--- Exercise materials ---
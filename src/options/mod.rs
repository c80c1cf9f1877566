//! Generation arguments passed to the scaffolding tool.
//!
//! [`ProjectOptions`] is a value type: every `with_*` call returns a new value
//! and leaves the receiver untouched, so one base configuration can be shared
//! by many test cases.

use std::collections::BTreeMap;

pub mod typed;

pub use typed::{Authentication, LoggingBackend, ProjectOption, WebApiProjectOptions};

#[derive(Debug, Clone, PartialEq, Eq, thiserror::Error)]
pub enum OptionsError {
    #[error("option `{flag}` was already added")]
    DuplicateFlag { flag: String },
    #[error("invalid option name `{name}`: {reason}")]
    InvalidName { name: String, reason: String },
}

/// A single generation argument, `--name` optionally followed by a value.
#[derive(Debug, Clone, PartialEq, Eq)]
pub struct OptionArg {
    pub flag: String,
    pub value: Option<String>,
}

#[derive(Debug, Clone, Default, PartialEq, Eq)]
pub struct ProjectOptions {
    args: Vec<OptionArg>,
    toggles: BTreeMap<String, bool>,
}

impl ProjectOptions {
    pub fn new() -> Self {
        Self::default()
    }

    /// Adds `--name value`.
    pub fn with_option(&self, name: &str, value: impl Into<String>) -> Result<Self, OptionsError> {
        self.push_arg(name, Some(value.into()))
    }

    /// Adds a bare `--name` switch.
    pub fn with_flag(&self, name: &str) -> Result<Self, OptionsError> {
        self.push_arg(name, None)
    }

    /// Sets a named feature toggle, rendered as `--name true|false`.
    pub fn with_toggle(&self, name: &str, enabled: bool) -> Result<Self, OptionsError> {
        let flag = normalize_flag(name)?;
        self.ensure_unused(&flag)?;
        let mut next = self.clone();
        next.toggles.insert(flag, enabled);
        Ok(next)
    }

    /// Adds every argument of `other` after the arguments of `self`.
    pub fn merged(&self, other: &ProjectOptions) -> Result<Self, OptionsError> {
        let mut next = self.clone();
        for arg in &other.args {
            next = next.push_arg(&arg.flag, arg.value.clone())?;
        }
        for (name, enabled) in &other.toggles {
            next = next.with_toggle(name, *enabled)?;
        }
        Ok(next)
    }

    pub fn args(&self) -> &[OptionArg] {
        &self.args
    }

    pub fn toggles(&self) -> &BTreeMap<String, bool> {
        &self.toggles
    }

    pub fn toggle(&self, name: &str) -> Option<bool> {
        let flag = normalize_flag(name).ok()?;
        self.toggles.get(&flag).copied()
    }

    pub fn contains_flag(&self, name: &str) -> bool {
        match normalize_flag(name) {
            Ok(flag) => {
                self.args.iter().any(|arg| arg.flag == flag) || self.toggles.contains_key(&flag)
            }
            Err(_) => false,
        }
    }

    pub fn is_empty(&self) -> bool {
        self.args.is_empty() && self.toggles.is_empty()
    }

    /// Tool arguments: flags in insertion order, then toggles by name.
    pub fn to_args(&self) -> Vec<String> {
        let mut out = Vec::with_capacity(self.args.len() * 2 + self.toggles.len() * 2);
        for arg in &self.args {
            out.push(arg.flag.clone());
            if let Some(value) = &arg.value {
                out.push(value.clone());
            }
        }
        for (flag, enabled) in &self.toggles {
            out.push(flag.clone());
            out.push(enabled.to_string());
        }
        out
    }

    fn push_arg(&self, name: &str, value: Option<String>) -> Result<Self, OptionsError> {
        let flag = normalize_flag(name)?;
        self.ensure_unused(&flag)?;
        let mut next = self.clone();
        next.args.push(OptionArg { flag, value });
        Ok(next)
    }

    fn ensure_unused(&self, flag: &str) -> Result<(), OptionsError> {
        if self.args.iter().any(|arg| arg.flag == flag) || self.toggles.contains_key(flag) {
            return Err(OptionsError::DuplicateFlag {
                flag: flag.to_string(),
            });
        }
        Ok(())
    }
}

fn normalize_flag(name: &str) -> Result<String, OptionsError> {
    let bare = name.trim().trim_start_matches('-');
    if bare.is_empty() {
        return Err(OptionsError::InvalidName {
            name: name.to_string(),
            reason: "must be non-empty".to_string(),
        });
    }
    if !bare
        .chars()
        .all(|ch| ch.is_ascii_alphanumeric() || ch == '-' || ch == '_' || ch == '.')
    {
        return Err(OptionsError::InvalidName {
            name: name.to_string(),
            reason: "must use only ASCII letters, digits, '-', '_' or '.'".to_string(),
        });
    }
    Ok(format!("--{bare}"))
}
---
**Work request**
Everything in the material above from the line that has "self.toggles.get(&flag).copied()" through the line that has "fn push_arg(&self, name: &str, value: Option<String>)" must be duplicated exactly, with no other lines given.

**Response to this exercise**
        self.toggles.get(&flag).copied()
    }

    pub fn contains_flag(&self, name: &str) -> bool {
        match normalize_flag(name) {
            Ok(flag) => {
                self.args.iter().any(|arg| arg.flag == flag) || self.toggles.contains_key(&flag)
            }
            Err(_) => false,
        }
    }

    pub fn is_empty(&self) -> bool {
        self.args.is_empty() && self.toggles.is_empty()
    }

    /// Tool arguments: flags in insertion order, then toggles by name.
    pub fn to_args(&self) -> Vec<String> {
        let mut out = Vec::with_capacity(self.args.len() * 2 + self.toggles.len() * 2);
        for arg in &self.args {
            out.push(arg.flag.clone());
            if let Some(value) = &arg.value {
                out.push(value.clone());
            }
        }
        for (flag, enabled) in &self.toggles {
            out.push(flag.clone());
            out.push(enabled.to_string());
        }
        out
    }

    fn push_arg(&self, name: &str, value: Option<String>) -> Result<Self, OptionsError> {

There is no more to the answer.